CMIS, the Content Management Interoperability Services standard, is in the midst of the final voting process to make it an official OASIS standard. CMIS technical committee members speaking at AIIM 2010 said they hope to have enough votes to make it official by next month. The standard enables companies to build applications that can pull content from multiple vendor content repositories using a standard call that eliminates the need for expensive custom connectors to achieve the same goal.
Participants believe it could have a similar impact on content management that SQL had on databases in the 1980s. Al Brown, an architect at IBM who has helped define and champion CMIS says, "You will remember the relational database market, and what happened when they got standardized. The whole market grew 10 or 20 fold, maybe more because of standardization. If you can get the main parties to agree [as you have here], you [could] see it take off," he said.
Brown described several key reasons he believes CMIS will pass and how the participating companies (which include Microsoft, IBM, Oracle, Alfresco and other key industry players) came to an agreement on something that could obviously be contentious:
- They didn't try to do everything, but instead concentrated on set of common, basic functionality;
- They got all of the vendors to participate and writing code early on; and finally
- They tried to make it easy enough to enable ISVs, partners and third party developers to create applications based on the specification, and they are seeing this happening already even before the final approval process is complete.
John Newton, CTO at Alfresco added that he has seen a keen interest from systems integrators to reuse their skills across multiple projects within the same niche. He believes CMIS provides the ability to do that with a minimal amount of recoding.
Newton said for a specification that was developed as what some have called a "lowest common denominator" specification, he believes it has turned out to be surprisingly rich.
Laurence Hart of Washington Consulting showed me a proof of concept that pulled information from several different participating vendor repositories located across a variety of geographic locations, and it was able to pull the data and display it in the interface quickly.
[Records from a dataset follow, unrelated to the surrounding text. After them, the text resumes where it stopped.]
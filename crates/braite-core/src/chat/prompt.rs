//! Completion request assembly.
//!
//! Layout: system = instruction + retrieved context, then every prior turn
//! of the session in arrival order, then the new query as the last user
//! message.

use braite_types::chat::Turn;
use braite_types::llm::{CompletionRequest, Message};
use braite_types::prompt::PromptTemplate;

use super::pipeline::PipelineSettings;

/// Build a [`CompletionRequest`] for one query.
pub fn build_completion_request(
    template: &PromptTemplate,
    context: &str,
    history: &[Turn],
    query: &str,
    settings: &PipelineSettings,
) -> CompletionRequest {
    let mut messages: Vec<Message> = history.iter().map(Message::from).collect();
    messages.push(Message::user(query));

    CompletionRequest {
        model: settings.model.clone(),
        messages,
        system: Some(template.render(context)),
        max_tokens: settings.max_tokens,
        temperature: Some(settings.temperature),
    }
}

#[cfg(test)]
mod tests {
    use super::*;
    use braite_types::llm::MessageRole;

    #[test]
    fn test_request_without_history() {
        let template = PromptTemplate::new("Instruksi. {context}").unwrap();
        let req = build_completion_request(
            &template,
            "",
            &[],
            "Apa itu JKN?",
            &PipelineSettings::default(),
        );

        assert_eq!(req.system.as_deref(), Some("Instruksi. "));
        assert_eq!(req.messages, vec![Message::user("Apa itu JKN?")]);
    }

    #[test]
    fn test_request_places_history_before_query() {
        let template = PromptTemplate::fallback();
        let history = vec![
            Turn::user("q1"),
            Turn::assistant("a1"),
            Turn::user("q2"),
            Turn::assistant("a2"),
        ];
        let req = build_completion_request(
            &template,
            "chunk A\n\nchunk B",
            &history,
            "q3",
            &PipelineSettings::default(),
        );

        let roles: Vec<_> = req.messages.iter().map(|m| m.role).collect();
        assert_eq!(
            roles,
            vec![
                MessageRole::User,
                MessageRole::Assistant,
                MessageRole::User,
                MessageRole::Assistant,
                MessageRole::User,
            ]
        );
        let contents: Vec<_> = req.messages.iter().map(|m| m.content.as_str()).collect();
        assert_eq!(contents, vec!["q1", "a1", "q2", "a2", "q3"]);
        assert!(req.system.unwrap().ends_with("chunk A\n\nchunk B"));
    }

    #[test]
    fn test_request_carries_model_settings() {
        let settings = PipelineSettings {
            model: "gemini-2.0-flash".to_string(),
            max_tokens: 512,
            temperature: 0.1,
            ..PipelineSettings::default()
        };
        let req = build_completion_request(&PromptTemplate::fallback(), "", &[], "q", &settings);
        assert_eq!(req.model, "gemini-2.0-flash");
        assert_eq!(req.max_tokens, 512);
        assert_eq!(req.temperature, Some(0.1));
    }
}
//! In-memory conversation history.
//!
//! Sessions live for the process lifetime; there is no eviction and no
//! persistence.

pub mod store;

pub use store::{Session, SessionHistoryStore};
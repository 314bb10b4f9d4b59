//! Axum router configuration with middleware.
//!
//! Routes: `GET /`, `GET /health`, `POST /chat`, `POST /webhook/telegram`.
//! Middleware: CORS, tracing, request timing.

use axum::Router;
use axum::middleware;
use axum::routing::{get, post};
use tower_http::cors::{Any, CorsLayer};
use tower_http::trace::TraceLayer;

use crate::http::handlers;
use crate::http::middleware::request_timing;
use crate::state::AppState;

/// Build the complete router with all routes and middleware.
pub fn build_router(state: AppState) -> Router {
    let cors = CorsLayer::new()
        .allow_origin(Any)
        .allow_methods(Any)
        .allow_headers(Any);

    Router::new()
        .route("/", get(handlers::root::root))
        .route("/health", get(handlers::root::health))
        .route("/chat", post(handlers::chat::chat))
        .route("/webhook/telegram", post(handlers::webhook::telegram_webhook))
        .layer(middleware::from_fn(request_timing))
        .layer(cors)
        .layer(TraceLayer::new_for_http())
        .with_state(state)
}

#[cfg(test)]
mod tests {
    use super::*;
    use axum::body::Body;
    use axum::http::{Request, StatusCode, header};
    use serde_json::{Value, json};
    use tower::ServiceExt;

    use crate::http::handlers::test_support;
    use crate::http::middleware::REQUEST_ID_HEADER;

    async fn send(router: Router, request: Request<Body>) -> (StatusCode, Value, bool) {
        let response = router.oneshot(request).await.unwrap();
        let status = response.status();
        let has_request_id = response.headers().contains_key(REQUEST_ID_HEADER);
        let bytes = axum::body::to_bytes(response.into_body(), 64 * 1024).await.unwrap();
        let body = serde_json::from_slice(&bytes).unwrap_or(Value::Null);
        (status, body, has_request_id)
    }

    fn post_json(uri: &str, body: &str) -> Request<Body> {
        Request::post(uri)
            .header(header::CONTENT_TYPE, "application/json")
            .body(Body::from(body.to_string()))
            .unwrap()
    }

    #[tokio::test]
    async fn root_route() {
        let router = build_router(test_support::state());
        let (status, body, has_id) =
            send(router, Request::get("/").body(Body::empty()).unwrap()).await;

        assert_eq!(status, StatusCode::OK);
        assert_eq!(body["status"], "online");
        assert!(has_id);
    }

    #[tokio::test]
    async fn chat_route_answers() {
        let router = build_router(test_support::state());
        let (status, body, _) = send(
            router,
            post_json("/chat", r#"{"query":"Apa itu JKN?","session_id":"web-7"}"#),
        )
        .await;

        assert_eq!(status, StatusCode::OK);
        assert_eq!(body["answer"], "jawaban: Apa itu JKN?");
        assert_eq!(body["sources"], json!(["panduan.pdf (hal. 2)"]));
    }

    #[tokio::test]
    async fn chat_route_rejects_empty_query() {
        let state = test_support::state();
        let router = build_router(state.clone());
        let (status, body, _) =
            send(router, post_json("/chat", r#"{"query":"","session_id":"web-7"}"#)).await;

        assert_eq!(status, StatusCode::BAD_REQUEST);
        assert_eq!(body["errors"][0]["code"], "VALIDATION_ERROR");
        assert!(state.history().is_empty());
    }

    #[tokio::test]
    async fn chat_route_accepts_empty_session_id() {
        let state = test_support::state();
        let router = build_router(state.clone());
        let (status, body, _) =
            send(router, post_json("/chat", r#"{"query":"Apa itu JKN?","session_id":""}"#)).await;

        assert_eq!(status, StatusCode::OK);
        assert_eq!(body["answer"], "jawaban: Apa itu JKN?");
        assert_eq!(state.history().get_or_create("").snapshot().len(), 2);
    }

    #[tokio::test]
    async fn chat_route_rejects_missing_fields() {
        let router = build_router(test_support::state());
        let (status, body, _) = send(router, post_json("/chat", r#"{"query":"Halo"}"#)).await;

        assert_eq!(status, StatusCode::BAD_REQUEST);
        assert_eq!(body["errors"][0]["code"], "VALIDATION_ERROR");
    }

    #[tokio::test]
    async fn webhook_route_always_200() {
        let router = build_router(test_support::state());
        let (status, body, _) = send(router, post_json("/webhook/telegram", "garbage")).await;

        assert_eq!(status, StatusCode::OK);
        assert_eq!(body["status"], "ignored");
    }

    #[tokio::test]
    async fn unknown_route_is_404() {
        let router = build_router(test_support::state());
        let (status, _, _) =
            send(router, Request::get("/nope").body(Body::empty()).unwrap()).await;
        assert_eq!(status, StatusCode::NOT_FOUND);
    }
}
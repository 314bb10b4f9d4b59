//! Fire-and-forget task execution.
//!
//! Callers hand a unit of work to a [`TaskExecutor`] and return without
//! awaiting it. The executor owns error containment: a unit that panics is
//! logged and dropped, never propagated to whoever submitted it.

use std::future::Future;
use std::panic::AssertUnwindSafe;
use std::pin::Pin;
use std::time::Duration;

use futures_util::FutureExt;
use tokio_util::task::TaskTracker;
use tracing::{debug, error, warn};

use braite_types::error::DispatchError;

/// A detached unit of work.
pub type Job = Pin<Box<dyn Future<Output = ()> + Send + 'static>>;

/// Something that runs jobs independently of the submitting request.
pub trait TaskExecutor: Send + Sync {
    /// Schedule `job`. Must not wait for it to run.
    fn submit(&self, name: &str, job: Job) -> Result<(), DispatchError>;
}

/// Executor spawning onto the ambient tokio runtime.
///
/// Jobs are tracked so the server can drain them on shutdown.
#[derive(Debug, Clone, Default)]
pub struct TokioTaskExecutor {
    tracker: TaskTracker,
}

impl TokioTaskExecutor {
    pub fn new() -> Self {
        Self::default()
    }

    /// Jobs submitted but not yet finished.
    pub fn in_flight(&self) -> usize {
        self.tracker.len()
    }

    /// Refuse new jobs and wait up to `grace` for running ones.
    ///
    /// Returns `true` when every job finished inside the grace period.
    pub async fn shutdown(&self, grace: Duration) -> bool {
        self.tracker.close();
        let pending = self.tracker.len();
        if pending > 0 {
            debug!(pending, "waiting for background jobs");
        }
        match tokio::time::timeout(grace, self.tracker.wait()).await {
            Ok(()) => true,
            Err(_) => {
                warn!(
                    pending = self.tracker.len(),
                    grace_secs = grace.as_secs(),
                    "background jobs still running after grace period"
                );
                false
            }
        }
    }
}

impl TaskExecutor for TokioTaskExecutor {
    fn submit(&self, name: &str, job: Job) -> Result<(), DispatchError> {
        if self.tracker.is_closed() {
            return Err(DispatchError::ShuttingDown(name.to_string()));
        }
        let name = name.to_string();
        self.tracker.spawn(async move {
            if AssertUnwindSafe(job).catch_unwind().await.is_err() {
                error!(job = %name, "background job panicked");
            }
        });
        Ok(())
    }
}

#[cfg(test)]
mod tests {
    use super::*;
    use std::sync::Arc;
    use std::sync::atomic::{AtomicUsize, Ordering};

    #[tokio::test]
    async fn test_submit_runs_job_without_waiting() {
        let executor = TokioTaskExecutor::new();
        let (tx, rx) = tokio::sync::oneshot::channel();

        executor
            .submit(
                "slow",
                Box::pin(async move {
                    tokio::time::sleep(Duration::from_millis(50)).await;
                    let _ = tx.send(42);
                }),
            )
            .unwrap();

        // submit returned before the job completed
        assert_eq!(executor.in_flight(), 1);
        assert_eq!(rx.await.unwrap(), 42);
    }

    #[tokio::test]
    async fn test_shutdown_drains_jobs() {
        let executor = TokioTaskExecutor::new();
        let done = Arc::new(AtomicUsize::new(0));

        for _ in 0..3 {
            let done = Arc::clone(&done);
            executor
                .submit(
                    "count",
                    Box::pin(async move {
                        tokio::time::sleep(Duration::from_millis(20)).await;
                        done.fetch_add(1, Ordering::SeqCst);
                    }),
                )
                .unwrap();
        }

        assert!(executor.shutdown(Duration::from_secs(5)).await);
        assert_eq!(done.load(Ordering::SeqCst), 3);
    }

    #[tokio::test]
    async fn test_submit_after_shutdown_is_refused() {
        let executor = TokioTaskExecutor::new();
        executor.shutdown(Duration::from_millis(10)).await;

        let err = executor.submit("late", Box::pin(async {})).unwrap_err();
        assert!(matches!(err, DispatchError::ShuttingDown(name) if name == "late"));
    }

    #[tokio::test]
    async fn test_panicking_job_is_contained() {
        let executor = TokioTaskExecutor::new();
        executor
            .submit("boom", Box::pin(async { panic!("job exploded") }))
            .unwrap();

        let done = Arc::new(AtomicUsize::new(0));
        let flag = Arc::clone(&done);
        executor
            .submit(
                "after",
                Box::pin(async move {
                    flag.fetch_add(1, Ordering::SeqCst);
                }),
            )
            .unwrap();

        assert!(executor.shutdown(Duration::from_secs(5)).await);
        assert_eq!(done.load(Ordering::SeqCst), 1);
    }

    #[tokio::test]
    async fn test_shutdown_times_out_on_stuck_job() {
        let executor = TokioTaskExecutor::new();
        executor
            .submit(
                "stuck",
                Box::pin(async { tokio::time::sleep(Duration::from_secs(30)).await }),
            )
            .unwrap();

        assert!(!executor.shutdown(Duration::from_millis(20)).await);
    }
}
One issue that Hart pointed out was that when federating in this manner, it was hard to rank search results in a meaningful way because each site ranked its documents differently, but we are still very early on in the development process and these types of issues will be ironed out as people develop more experience with the code.
Whether CMIS can be as big as SQL, only time will tell, but it certainly has a great deal of potential to solve a common problem many companies face when pulling content from multiple vendor repositories. It will definitely be interesting to see what kinds of applications and use cases develop over time. It shouldn't be long before the specification becomes an approved OASIS standard and we can find out.